Entries taken from a collection:
use std::path::Path;
use std::sync::Arc;

use anyhow::Context;
use rusqlite::Connection;
use tokio::sync::Mutex;
use tracing::info;

#[derive(Clone)]
pub struct Database {
    pub conn: Arc<Mutex<Connection>>,
}

impl Database {
    pub fn new(conn: Arc<Mutex<Connection>>) -> Self {
        Self { conn }
    }
}

/// Opens (creating if needed) the SQLite database at `db_path` and makes sure
/// the `products` and `category_definitions` tables exist.
///
/// # Errors
///
/// Fails when the file cannot be opened or a table cannot be created.
pub fn init(db_path: impl AsRef<Path>) -> anyhow::Result<Database> {
    let db_path = db_path.as_ref();

    let conn = Connection::open(db_path)
        .with_context(|| format!("Failed to open SQLite database {}", db_path.display()))?;

    create_tables(&conn)?;
    info!(path = %db_path.display(), "Database ready");

    Ok(Database::new(Arc::new(Mutex::new(conn))))
}

fn create_tables(conn: &Connection) -> anyhow::Result<()> {
    conn.execute(
        "CREATE TABLE IF NOT EXISTS products (
            id TEXT PRIMARY KEY,
            name TEXT NOT NULL,
            price TEXT,
            url TEXT NOT NULL,
            image TEXT,
            category TEXT NOT NULL,
            category_color TEXT NOT NULL,
            category_emoji TEXT NOT NULL,
            attributes TEXT NOT NULL DEFAULT '{}'
        )",
        [],
    )
    .context("Failed to create products table")?;

    conn.execute(
        "CREATE TABLE IF NOT EXISTS category_definitions (
            id TEXT PRIMARY KEY,
            name TEXT NOT NULL UNIQUE,
            emoji TEXT NOT NULL,
            color TEXT NOT NULL,
            fields TEXT NOT NULL DEFAULT '[]'
        )",
        [],
    )
    .context("Failed to create category_definitions table")?;

    Ok(())
}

## What needs to be done
Every line of the data above is to be repeated exactly.

## Answer
use std::path::Path;
use std::sync::Arc;

use anyhow::Context;
use rusqlite::Connection;
use tokio::sync::Mutex;
use tracing::info;

#[derive(Clone)]
pub struct Database {
    pub conn: Arc<Mutex<Connection>>,
}

impl Database {
    pub fn new(conn: Arc<Mutex<Connection>>) -> Self {
        Self { conn }
    }
}

/// Opens (creating if needed) the SQLite database at `db_path` and makes sure
/// the `products` and `category_definitions` tables exist.
///
/// # Errors
///
/// Fails when the file cannot be opened or a table cannot be created.
pub fn init(db_path: impl AsRef<Path>) -> anyhow::Result<Database> {
    let db_path = db_path.as_ref();

    let conn = Connection::open(db_path)
        .with_context(|| format!("Failed to open SQLite database {}", db_path.display()))?;

    create_tables(&conn)?;
    info!(path = %db_path.display(), "Database ready");

    Ok(Database::new(Arc::new(Mutex::new(conn))))
}

fn create_tables(conn: &Connection) -> anyhow::Result<()> {
    conn.execute(
        "CREATE TABLE IF NOT EXISTS products (
            id TEXT PRIMARY KEY,
            name TEXT NOT NULL,
            price TEXT,
            url TEXT NOT NULL,
            image TEXT,
            category TEXT NOT NULL,
            category_color TEXT NOT NULL,
            category_emoji TEXT NOT NULL,
            attributes TEXT NOT NULL DEFAULT '{}'
        )",
        [],
    )
    .context("Failed to create products table")?;

    conn.execute(
        "CREATE TABLE IF NOT EXISTS category_definitions (
            id TEXT PRIMARY KEY,
            name TEXT NOT NULL UNIQUE,
            emoji TEXT NOT NULL,
            color TEXT NOT NULL,
            fields TEXT NOT NULL DEFAULT '[]'
        )",
        [],
    )
    .context("Failed to create category_definitions table")?;

    Ok(())
}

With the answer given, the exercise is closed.